Read The Winter Foundlings Online
Authors: Kate Rhodes
The familiar obsessive look was back on Burns’s face. Any second now he’d be banging on people’s doors, rousing his team from their well-earned sleep. Over his shoulder I saw Tania standing in the doorway and felt a pang of discomfort. Our body language must have looked incriminating; her boyfriend huddled beside me, sharing a nightcap. She shot me a look of pure loathing then turned away.
‘There’s Tania,’ I said. ‘You should go after her.’

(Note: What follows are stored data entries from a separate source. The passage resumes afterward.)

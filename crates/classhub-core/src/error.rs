//! Unified application error types for ClassHub.
//!
//! All crates map their internal errors into [`AppError`] for consistent
//! propagation through the ? operator. Each [`ErrorKind`] maps to exactly
//! one HTTP status at the API boundary, so clients can branch on status
//! alone.

use std::fmt;

use serde::{Deserialize, Serialize};
use thiserror::Error;

/// Top-level error kind categorization used across the entire application.
#[derive(Debug, Clone, Copy, PartialEq, Eq, Hash, Serialize, Deserialize)]
pub enum ErrorKind {
    /// No usable credentials were presented.
    Unauthenticated,
    /// Credentials were presented but do not grant this action.
    Forbidden,
    /// Input validation failed.
    Validation,
    /// A resource named by the request body does not exist.
    ReferenceNotFound,
    /// The targeted resource does not exist.
    NotFound,
    /// A uniqueness constraint was violated.
    Conflict,
    /// An internal server error occurred.
    Internal,
    /// The store reported an unclassified failure.
    Database,
    /// A configuration error occurred.
    Configuration,
    /// A serialization/deserialization error occurred.
    Serialization,
}

impl ErrorKind {
    /// Whether this kind is a server-side failure whose message must not
    /// reach the caller.
    pub fn is_server_error(&self) -> bool {
        matches!(
            self,
            Self::Internal | Self::Database | Self::Configuration | Self::Serialization
        )
    }
}

impl fmt::Display for ErrorKind {
    fn fmt(&self, f: &mut fmt::Formatter<'_>) -> fmt::Result {
        match self {
            Self::Unauthenticated => write!(f, "UNAUTHENTICATED"),
            Self::Forbidden => write!(f, "FORBIDDEN"),
            Self::Validation => write!(f, "VALIDATION"),
            Self::ReferenceNotFound => write!(f, "REFERENCE_NOT_FOUND"),
            Self::NotFound => write!(f, "NOT_FOUND"),
            Self::Conflict => write!(f, "CONFLICT"),
            Self::Internal => write!(f, "INTERNAL"),
            Self::Database => write!(f, "DATABASE"),
            Self::Configuration => write!(f, "CONFIGURATION"),
            Self::Serialization => write!(f, "SERIALIZATION"),
        }
    }
}

/// Structured sub-reason attached to validation and reference errors.
#[derive(Debug, Clone, PartialEq, Eq, Serialize, Deserialize)]
#[serde(tag = "reason", rename_all = "snake_case")]
pub enum ErrorDetail {
    /// Required fields absent from the request, in declaration order.
    MissingFields {
        /// Names of the absent fields.
        fields: Vec<String>,
    },
    /// A field is present but does not have the expected shape.
    InvalidFormat {
        /// The offending field.
        field: String,
    },
    /// A partial update named no updatable field.
    NoFields,
    /// A referenced entity does not exist.
    MissingReference {
        /// Kind of the referenced entity (e.g. `course`).
        entity: String,
        /// Key that was looked up.
        key: String,
    },
}

/// The unified application error used throughout ClassHub.
#[derive(Debug, Error)]
#[error("{kind}: {message}")]
pub struct AppError {
    /// The category of error.
    pub kind: ErrorKind,
    /// A human-readable error message.
    pub message: String,
    /// Optional structured detail.
    pub details: Option<ErrorDetail>,
    /// Optional underlying cause.
    #[source]
    pub source: Option<Box<dyn std::error::Error + Send + Sync>>,
}

impl AppError {
    /// Create a new application error.
    pub fn new(kind: ErrorKind, message: impl Into<String>) -> Self {
        Self {
            kind,
            message: message.into(),
            details: None,
            source: None,
        }
    }

    /// Create a new application error with an underlying cause.
    pub fn with_source(
        kind: ErrorKind,
        message: impl Into<String>,
        source: impl std::error::Error + Send + Sync + 'static,
    ) -> Self {
        Self {
            kind,
            message: message.into(),
            details: None,
            source: Some(Box::new(source)),
        }
    }

    /// Attach a structured detail.
    pub fn with_detail(mut self, detail: ErrorDetail) -> Self {
        self.details = Some(detail);
        self
    }

    /// Create an unauthenticated error.
    pub fn unauthenticated(message: impl Into<String>) -> Self {
        Self::new(ErrorKind::Unauthenticated, message)
    }

    /// Create a forbidden error.
    pub fn forbidden(message: impl Into<String>) -> Self {
        Self::new(ErrorKind::Forbidden, message)
    }

    /// Create a validation error without detail.
    pub fn validation(message: impl Into<String>) -> Self {
        Self::new(ErrorKind::Validation, message)
    }

    /// Validation error listing the absent required fields.
    pub fn missing_fields<I, S>(fields: I) -> Self
    where
        I: IntoIterator<Item = S>,
        S: Into<String>,
    {
        let fields: Vec<String> = fields.into_iter().map(Into::into).collect();
        Self::validation(format!("Missing required fields: {}", fields.join(", ")))
            .with_detail(ErrorDetail::MissingFields { fields })
    }

    /// Validation error for a malformed field.
    pub fn invalid_format(field: impl Into<String>, message: impl Into<String>) -> Self {
        Self::validation(message).with_detail(ErrorDetail::InvalidFormat {
            field: field.into(),
        })
    }

    /// Validation error for a partial update that names no field.
    pub fn no_fields() -> Self {
        Self::validation("No fields provided for update").with_detail(ErrorDetail::NoFields)
    }

    /// Create a reference-not-found error.
    pub fn reference_not_found(entity: impl Into<String>, key: impl Into<String>) -> Self {
        let entity = entity.into();
        let key = key.into();
        Self::new(
            ErrorKind::ReferenceNotFound,
            format!("Referenced {entity} '{key}' not found"),
        )
        .with_detail(ErrorDetail::MissingReference { entity, key })
    }

    /// Create a not-found error.
    pub fn not_found(message: impl Into<String>) -> Self {
        Self::new(ErrorKind::NotFound, message)
    }

    /// Create a conflict error.
    pub fn conflict(message: impl Into<String>) -> Self {
        Self::new(ErrorKind::Conflict, message)
    }

    /// Create an internal error.
    pub fn internal(message: impl Into<String>) -> Self {
        Self::new(ErrorKind::Internal, message)
    }

    /// Create a database error.
    pub fn database(message: impl Into<String>) -> Self {
        Self::new(ErrorKind::Database, message)
    }

    /// Create a configuration error.
    pub fn configuration(message: impl Into<String>) -> Self {
        Self::new(ErrorKind::Configuration, message)
    }
}

impl Clone for AppError {
    fn clone(&self) -> Self {
        Self {
            kind: self.kind,
            message: self.message.clone(),
            details: self.details.clone(),
            source: None,
        }
    }
}

impl From<serde_json::Error> for AppError {
    fn from(err: serde_json::Error) -> Self {
        Self::with_source(
            ErrorKind::Serialization,
            format!("JSON serialization error: {err}"),
            err,
        )
    }
}

impl From<config::ConfigError> for AppError {
    fn from(err: config::ConfigError) -> Self {
        Self::with_source(
            ErrorKind::Configuration,
            format!("Configuration error: {err}"),
            err,
        )
    }
}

‘You’re right, she needs to hear this. You’re a wonder, Alice.’ He leant towards me, face glowing with excitement, and it would have been easy to make a complete fool of myself, so I forced myself back onto my feet.
‘I’ll see you in the morning.’
I scooped up my papers and headed for the stairs. When I got to my room, my neighbours had resolved their argument. Rhythmic grunts emanated through the wall, accompanied by the squeal of bedsprings. I went into the bathroom and peeled off my clothes then turned the shower to full blast. I stood there until the water ran cold, letting the torrent drown every sound.
The scissors are hidden inside the base of the chair, but the man pushes the door open so fast, there’s no time to grab them. A wild grin is spreading across his face.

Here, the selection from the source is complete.